Si dice che Ranalli abbia preteso molte informazioni “sensibili” da Onorato per attestare il piano e che quest’ultimo non abbia poi troppo gradito, al punto che si starebbe guardando intorno alla ricerca di un sostituto (pare che lo sguardo punti in direzione di Genova). Ranalli stesso, del resto, non sarebbe stato convinto di certificare il nuovo piano, che nelle notizie di stampa (e nei rumors) viene in effetti presentato come molto “traballino”. Divorzio sostanzialmente consensuale, dunque, quello fra Onorato e Ranalli, anche se non è chiaro (o forse invece lo è) chi abbia fatto il primo passo.

Se il disappunto di Onorato è fortissimo lo si deve probabilmente anche all’uso che di quelle informazioni hanno fatto altri soggetti, a cominciare dai commissari della Tirrenia, che l’armatore napoletano considera suoi nemici. E il fallimentarista della terna è un altro torinese, Stefano Ambrosini, grande esperto di crisi, nominato commissario ormai quasi sei anni fa dal Governo Renzi. Che è rimasto anche l’unico giurista fra i commissari dopo la prematura scomparsa del costituzionalista Beniamino Caravita qualche settimana fa. Onorato lo considera, forse non a torto, il “regista” delle iniziative giudiziarie intraprese con successo negli ultimi tempi da Tirrenia a tutela del proprio ingente credito: un sequestro da 20 milioni di euro disposto dal tribunale di Milano contro la Onorato Armatori e una condanna della Cin, controllata dalla Moby, a 160 milioni a favore dell’amministrazione straordinaria.

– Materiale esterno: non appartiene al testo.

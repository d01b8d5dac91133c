//! The diagnostic engine: runs every enabled rule over one file.

use std::collections::BTreeSet;

use tracing::{debug, warn};

use crate::config::{Config, Rule};
use crate::diagnostic::{Diagnostic, Position};
use crate::extract;
use crate::lexer::tokenize;
use crate::position::map_to_position;
use crate::probe::{DirectoryProbe, FsProbe};
use crate::rules;
use crate::source::SourceFile;
use crate::token::{Span, TokenKind, Tokenizer};

/// Lint a file with the built-in lexer and the real filesystem.
#[must_use]
pub fn lint(source: &SourceFile, config: &Config) -> Vec<Diagnostic> {
    let tokens = tokenize(source.text());
    Linter::new(source, &tokens, &FsProbe, config).run()
}

/// One scan of one file.
///
/// Holds no state beyond the scan; build a new one for every run.
pub struct Linter<'a> {
    source: &'a SourceFile,
    tokenizer: &'a dyn Tokenizer,
    probe: &'a dyn DirectoryProbe,
    config: &'a Config,
    lines: Vec<&'a str>,
    diagnostics: Vec<Diagnostic>,
}

impl<'a> Linter<'a> {
    #[must_use]
    pub fn new(
        source: &'a SourceFile,
        tokenizer: &'a dyn Tokenizer,
        probe: &'a dyn DirectoryProbe,
        config: &'a Config,
    ) -> Self {
        Self {
            source,
            tokenizer,
            probe,
            config,
            lines: Vec::new(),
            diagnostics: Vec::new(),
        }
    }

    /// Run every enabled rule and return the diagnostics in emission
    /// order. Files outside the Makefile grammar yield nothing.
    #[must_use]
    pub fn run(mut self) -> Vec<Diagnostic> {
        if !self.source.is_makefile() {
            debug!(path = %self.source.path().display(), "not a makefile, skipping");
            return Vec::new();
        }
        self.lines = self.source.lines();
        let tokens: usize = TokenKind::ALL
            .into_iter()
            .map(|kind| self.tokenizer.find_spans(kind).len())
            .sum();
        debug!(
            path = %self.source.path().display(),
            lines = self.lines.len(),
            tokens,
            "linting"
        );

        for rule in Rule::ALL {
            if !self.config.is_enabled(rule) {
                continue;
            }
            let before = self.diagnostics.len();
            match rule {
                Rule::UndefinedVariable => self.find_undefined_variables(),
                Rule::UndefinedTarget => self.find_undefined_target_calls(),
                Rule::SpaceIndentation => self.find_space_indentation(),
                Rule::MissingPhony => self.find_missing_phony(),
                Rule::DuplicateTarget => self.find_duplicate_targets(),
                Rule::TrailingSpaces => self.find_trailing_spaces(),
                Rule::EofBlankLines => self.find_blank_lines_at_eof(),
            }
            debug!(%rule, found = self.diagnostics.len() - before, "rule finished");
        }

        self.diagnostics
    }

    fn add(&mut self, rule: Rule, position: Position, message: String) {
        let severity = self.config.severity_of(rule);
        match Diagnostic::new(self.source.path(), position, message, severity, rule) {
            Ok(diagnostic) => self.diagnostics.push(diagnostic),
            Err(e) => warn!(%rule, error = %e, "dropping malformed diagnostic"),
        }
    }

    fn add_at_span(&mut self, rule: Rule, span: Span, message: String) {
        match map_to_position(self.source, span) {
            Some(position) => self.add(rule, position, message),
            None => warn!(%rule, ?span, "token span does not fit the source text"),
        }
    }

    /// `$(FOO)` where nothing assigns `FOO`:
    ///
    /// ```make
    /// test:
    /// 	echo $(FOO)
    /// ```
    fn find_undefined_variables(&mut self) {
        let source = self.source;
        let globals = extract::global_variable_names(source, self.tokenizer);

        for span in extract::referenced_variables(source, self.tokenizer) {
            let Some(name) = span.slice(source.text()) else {
                continue;
            };
            if globals.contains(name)
                || extract::is_reserved_variable(name)
                || self.config.is_reserved(name)
            {
                continue;
            }
            self.add_at_span(Rule::UndefinedVariable, span, format!("undefined name '{name}'"));
        }
    }

    /// `$(MAKE) bar` where no rule defines `bar`.
    fn find_undefined_target_calls(&mut self) {
        let targets = extract::target_names(self.source, self.tokenizer);

        for call in rules::recursive_calls(&self.lines) {
            if targets.contains(&call.name) {
                continue;
            }
            let position = Position {
                line: call.line,
                col: call.col,
                end_col: call.end_col,
            };
            self.add(
                Rule::UndefinedTarget,
                position,
                format!("undefined target '{}'", call.name),
            );
        }
    }

    /// make aborts on recipe lines indented with spaces.
    fn find_space_indentation(&mut self) {
        for (line, width) in rules::leading_spaces(&self.lines) {
            let position = Position {
                line,
                col: 0,
                end_col: width,
            };
            self.add(
                Rule::SpaceIndentation,
                position,
                "line should start with tab, not space".to_string(),
            );
        }
    }

    /// A target named like a file or directory next to the Makefile is
    /// never out of date unless declared `.PHONY`.
    fn find_missing_phony(&mut self) {
        let siblings: BTreeSet<String> = match self.probe.sibling_names(self.source.path()) {
            Ok(names) => names,
            Err(e) => {
                warn!(error = %e, "skipping missing .PHONY check");
                return;
            }
        };
        let phony = extract::phony_names(self.source.text());

        for (span, name) in extract::target_tokens(self.source, self.tokenizer) {
            if siblings.contains(name) && !phony.contains(name) {
                self.add_at_span(
                    Rule::MissingPhony,
                    span,
                    "missing .PHONY declaration".to_string(),
                );
            }
        }
    }

    /// Every definition of a target after its first.
    fn find_duplicate_targets(&mut self) {
        let mut seen = BTreeSet::new();

        for (span, name) in extract::target_tokens(self.source, self.tokenizer) {
            if !seen.insert(name) {
                self.add_at_span(
                    Rule::DuplicateTarget,
                    span,
                    "a target with the same name already exists".to_string(),
                );
            }
        }
    }

    fn find_trailing_spaces(&mut self) {
        for (line, col, end_col) in rules::trailing_spaces(&self.lines) {
            self.add(
                Rule::TrailingSpaces,
                Position { line, col, end_col },
                "trailing spaces".to_string(),
            );
        }
    }

    /// One diagnostic per trailing blank line. The `lineno - 2`
    /// placement is kept as is for compatibility with existing hosts.
    fn find_blank_lines_at_eof(&mut self) {
        let blanks = rules::trailing_blank_lines(&self.lines);
        let total = self.lines.len();

        for lineno in total..total + blanks {
            let position = Position {
                line: lineno.saturating_sub(2),
                col: 1,
                end_col: 1,
            };
            self.add(
                Rule::EofBlankLines,
                position,
                "unnecessary empty line at EOF".to_string(),
            );
        }
    }
}

#[cfg(test)]
mod tests {
    use super::*;
    use crate::probe::StaticProbe;

    fn run(text: &str) -> Vec<Diagnostic> {
        let source = SourceFile::new("/project/Makefile", text);
        let tokens = tokenize(text);
        Linter::new(&source, &tokens, &StaticProbe::default(), &Config::default()).run()
    }

    fn messages(text: &str) -> Vec<String> {
        run(text).into_iter().map(|d| d.message).collect()
    }

    #[test]
    fn clean_file() {
        assert!(run(".PHONY: all\nall: build\n\nbuild:\n\t$(MAKE) all\n").is_empty());
    }

    #[test]
    fn undefined_name_position() {
        let found = run("hello:\n\techo $(FOO)\n");
        assert_eq!(found.len(), 1);
        assert_eq!(found[0].message, "undefined name 'FOO'");
        assert_eq!(found[0].position(), Position { line: 1, col: 8, end_col: 11 });
    }

    #[test]
    fn declared_and_reserved_names_pass() {
        assert!(run("FOO = 1\nall:\n\techo $(FOO) $(MAKEFILE_LIST) ${CURDIR}\n").is_empty());
    }

    #[test]
    fn eof_blank_line_positions() {
        let found = run("all:\n\techo 1\n\n\n");
        let positions: Vec<_> = found.iter().map(Diagnostic::position).collect();
        assert_eq!(
            positions,
            vec![
                Position { line: 2, col: 1, end_col: 1 },
                Position { line: 3, col: 1, end_col: 1 },
            ]
        );
        assert!(found.iter().all(|d| d.message == "unnecessary empty line at EOF"));
    }

    #[test]
    fn rules_are_independent() {
        let found = messages("all:  \n    echo $(X)\n");
        assert_eq!(
            found,
            vec![
                "undefined name 'X'",
                "line should start with tab, not space",
                "trailing spaces",
            ]
        );
    }
}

La tutela dei creditori Tirrenia si può tradurre insomma in un grosso bastone tra le ruote per la ristrutturazione di Moby, che ha una mole notevole di dipendenti e svolge il servizio marittimo con Sicilia e Sardegna. Quel che è certo è che con Ambrosini commissario di Tirrenia i piani della famiglia Onorato e dei suoi consulenti (i cui compensi complessivi, in caso di successo dell’operazione, sarebbero fra i 10 e i 15 milioni di euro) hanno finora incontrato un serio ostacolo. La “ragion di Stato”, oltre ai grossi interessi in ballo, potrebbero suggerire l’uscita del professore, considerato poco “accomodante”. E dato che da qualche tempo sono iniziati a volare gli stracci, con accuse e insinuazioni pesanti, Ambrosini potrebbe giocare d’anticipo rinunciando all’incarico (sempre che non l’abbia già fatto). E ciò senza voler dar credito alle storie che circolano sui social, e a cui hanno accennato un paio di quotidiani, di ex agenti di un servizio segreto mediorientale che avrebbero seguito e “monitorato” manager di fondi stranieri e finanche gli stessi commissari. Sia come sia, l’uscita dei due stimati professionisti torinesi rende più incerto tanto l’esito del concordato Moby che le sorti del credito di Tirrenia. Dove adesso il ministro dello sviluppo economico Giancarlo Giorgetti sarà chiamato a nominare i nuovi commissari.